In United States patent law, a Beauregard claim is a claim to a computer program written in the form of a claim to an article of manufacture: a computer-readable medium on which are encoded, typically, instructions for carrying out a process. This type of claim is named after the decision In re Beauregard. The computer-readable medium that these claims contemplate is typically a floppy disk or CD-ROM, which is why this type of claim is sometimes called a "floppy disk" claim. In the past claims to pure instructions were generally considered not patentable because they were viewed as "printed matter," that is, like a set of instructions written down on paper. However, in In re Beauregard the Federal Circuit vacated for reconsideration in the PTO the patent-eligibility of a claim to a computer program encoded in a floppy disk, regarded as an article of manufacture. Consequently, such computer-readable media claims are commonly referred to as Beauregard claims.

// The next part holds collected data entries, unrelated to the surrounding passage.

//! Wall-clock deadline for the anytime search.
//!
//! The high-level loop checks the deadline cooperatively at the top of each
//! iteration; an in-flight successor generation always completes before the
//! deadline is rechecked, so expiry never tears a half-built node.

use std::time::{Duration, Instant};

/// A wall-clock budget measured from construction.
///
/// Cheap to copy around; holds no heap data.
#[derive(Clone, Debug)]
pub struct Deadline {
    start: Instant,
    limit: Option<Duration>,
}

impl Deadline {
    /// A deadline that expires `limit` after now.
    pub fn after(limit: Duration) -> Self {
        Self { start: Instant::now(), limit: Some(limit) }
    }

    /// A deadline that never expires (still tracks elapsed time).
    pub fn none() -> Self {
        Self { start: Instant::now(), limit: None }
    }

    /// `true` once the budget is exhausted.  Always `false` for
    /// [`Deadline::none`].
    #[inline]
    pub fn is_expired(&self) -> bool {
        match self.limit {
            Some(limit) => self.start.elapsed() >= limit,
            None => false,
        }
    }

    /// Milliseconds elapsed since construction.
    #[inline]
    pub fn elapsed_ms(&self) -> u64 {
        self.start.elapsed().as_millis() as u64
    }
}

impl Default for Deadline {
    fn default() -> Self {
        Self::none()
    }
}
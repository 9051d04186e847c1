//! Persona data model.
//!
//! A persona is the identity an agent adopts while executing a task: a role
//! line, a goal, a backstory paragraph, and the set of tools it is allowed to
//! invoke. Personas are loaded from configuration and referenced by name from
//! task definitions.

use serde::{Deserialize, Serialize};

use crate::tool::ToolName;

/// A named agent persona.
#[derive(Debug, Clone, Serialize, Deserialize, PartialEq)]
pub struct Persona {
    /// Stable identifier tasks reference, e.g. "research_agent"
    pub name: String,
    /// Short role line, e.g. "Travel Researcher"
    pub role: String,
    /// What the persona optimizes for
    pub goal: String,
    /// Prose identity woven into the system prompt
    pub backstory: String,
    /// Tools the persona may invoke while executing a task
    #[serde(default)]
    pub tools: Vec<ToolName>,
}

impl Persona {
    /// Creates a persona with no tool grants.
    pub fn new(
        name: impl Into<String>,
        role: impl Into<String>,
        goal: impl Into<String>,
        backstory: impl Into<String>,
    ) -> Self {
        Self {
            name: name.into(),
            role: role.into(),
            goal: goal.into(),
            backstory: backstory.into(),
            tools: Vec::new(),
        }
    }

    /// Sets the persona's tool grants.
    pub fn with_tools(mut self, tools: Vec<ToolName>) -> Self {
        self.tools = tools;
        self
    }

    /// Whether this persona is allowed to invoke the given tool.
    pub fn allows(&self, tool: ToolName) -> bool {
        self.tools.contains(&tool)
    }
}
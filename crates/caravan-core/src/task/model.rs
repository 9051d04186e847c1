//! Task domain model.
//!
//! A task is a unit of work with an already-interpolated prompt, bound to
//! exactly one persona. Tasks are built once by the driver and never mutated;
//! the execution engine reports on them through [`TaskReport`] and
//! [`CrewReport`] rather than by changing task state.

use chrono::Utc;
use serde::{Deserialize, Serialize};
use uuid::Uuid;

/// Represents the current status of a task in the crew run.
///
/// Tasks progress through these states as the engine works the sequence.
#[derive(Debug, Clone, Copy, PartialEq, Eq, Serialize, Deserialize)]
pub enum TaskStatus {
    /// The task is queued and has not started yet.
    Pending,
    /// The task is currently being executed by its persona.
    Running,
    /// The task completed successfully.
    Completed,
    /// The task failed during execution.
    Failed,
}

/// A unit of work bound to one persona, with its prompt text fixed.
///
/// The description is interpolated exactly once, before binding; by the time
/// a `Task` exists there are no placeholders left in it.
#[derive(Debug, Clone, Serialize, Deserialize)]
pub struct Task {
    /// A unique identifier for the task.
    pub id: String,
    /// The task's configuration name, e.g. "research_destinations".
    pub name: String,
    /// The fully interpolated prompt text.
    pub description: String,
    /// What a good answer looks like, passed to the persona verbatim.
    pub expected_output: String,
    /// Name of the persona this task is bound to.
    pub persona: String,
    /// When the task was bound, RFC 3339.
    pub created_at: String,
}

impl Task {
    /// Binds an interpolated task to a persona, stamping id and creation time.
    pub fn bind(
        name: impl Into<String>,
        description: impl Into<String>,
        expected_output: impl Into<String>,
        persona: impl Into<String>,
    ) -> Self {
        Self {
            id: Uuid::new_v4().to_string(),
            name: name.into(),
            description: description.into(),
            expected_output: expected_output.into(),
            persona: persona.into(),
            created_at: Utc::now().to_rfc3339(),
        }
    }
}

/// One earlier task's result, fed forward into later tasks.
#[derive(Debug, Clone, PartialEq, Serialize, Deserialize)]
pub struct TaskContextEntry {
    /// Name of the task that produced the output.
    pub task_name: String,
    /// The task's full textual output.
    pub output: String,
}

impl TaskContextEntry {
    pub fn new(task_name: impl Into<String>, output: impl Into<String>) -> Self {
        Self {
            task_name: task_name.into(),
            output: output.into(),
        }
    }
}

// ============================================================================
// Run transcript
// ============================================================================

/// The record of one executed task.
#[derive(Debug, Clone, Serialize, Deserialize)]
pub struct TaskReport {
    /// The executed task's identifier.
    pub task_id: String,
    /// The executed task's name.
    pub task_name: String,
    /// The persona that executed it.
    pub persona: String,
    /// Terminal status of the task.
    pub status: TaskStatus,
    /// The task's full textual output.
    pub output: String,
    /// When execution started, RFC 3339.
    pub started_at: String,
    /// When execution finished, RFC 3339.
    pub finished_at: String,
}

/// The transcript of a whole crew run.
#[derive(Debug, Clone, Serialize, Deserialize)]
pub struct CrewReport {
    /// The last task's output, which is the run's result.
    pub final_output: String,
    /// Per-task records in execution order.
    pub tasks: Vec<TaskReport>,
}

impl CrewReport {
    /// Number of tasks that reached [`TaskStatus::Completed`].
    pub fn completed_count(&self) -> usize {
        self.tasks
            .iter()
            .filter(|t| t.status == TaskStatus::Completed)
            .count()
    }

    /// One-line human summary of the run.
    pub fn summary(&self) -> String {
        format!(
            "{}/{} tasks completed",
            self.completed_count(),
            self.tasks.len()
        )
    }
}
//! Interactive prompts that collect the trip request.

use anyhow::{Result, anyhow, bail};
use rustyline::DefaultEditor;
use rustyline::error::ReadlineError;

use caravan_core::TripRequest;

/// Ask the traveler for destination preference, budget and duration.
///
/// Returns a validated [`TripRequest`] or an error if the user aborts
/// the session or enters a value that cannot be parsed.
pub fn read_trip_request(editor: &mut DefaultEditor) -> Result<TripRequest> {
    let preference = read_line(editor, "What city are you interested in? ")?;
    let budget: f64 = parse_answer(read_line(
        editor,
        "What is your total budget for the trip? (in Rupees): ",
    )?)?;
    let duration: i64 = parse_answer(read_line(
        editor,
        "How many days do you plan to travel?: ",
    )?)?;

    Ok(TripRequest::new(preference, budget, duration)?)
}

fn read_line(editor: &mut DefaultEditor, prompt: &str) -> Result<String> {
    match editor.readline(prompt) {
        Ok(line) => Ok(line.trim().to_string()),
        Err(ReadlineError::Interrupted) => bail!("interrupted, no travel plan generated"),
        Err(ReadlineError::Eof) => bail!("input closed, no travel plan generated"),
        Err(err) => Err(err.into()),
    }
}

fn parse_answer<T>(raw: String) -> Result<T>
where
    T: std::str::FromStr,
    T::Err: std::fmt::Display,
{
    raw.parse::<T>()
        .map_err(|err| anyhow!("invalid value '{raw}': {err}"))
}

#[cfg(test)]
mod tests {
    use super::*;

    #[test]
    fn parses_numeric_answers() {
        let budget: f64 = parse_answer("30000".to_string()).unwrap();
        assert_eq!(budget, 30000.0);

        let duration: i64 = parse_answer("3".to_string()).unwrap();
        assert_eq!(duration, 3);
    }

    #[test]
    fn rejects_non_numeric_answers() {
        let result: Result<f64> = parse_answer("a lot".to_string());
        let message = result.unwrap_err().to_string();
        assert!(message.contains("invalid value 'a lot'"));
    }
}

When first used in the mid-1990s, Beauregard claims held an uncertain status, as long-standing doctrine held that media that contained merely "non-functional" data (i.e., data that did not interact with the substrate on which it was printed) could not be patented. This was the "printed matter" doctrine which ruled that no "invention" that primarily constituted printed words on a page or other information, as such, could be patented. The case from which this claim style derives its name, In re Beauregard (1995), involved a dispute between a patent applicant who claimed an invention in this fashion, and the PTO, which rejected it under this rationale. The appellate court (the United States Court of Appeals for the Federal Circuit) accepted the applicant's appeal - but chose to remand for reconsideration (rather than affirmatively ruling on it) when the Commissioner of Patents essentially conceded and abandoned the agency's earlier position. Thus, the courts have not expressly ruled on the acceptability of the Beauregard claim style, but its legal status was for a time accepted.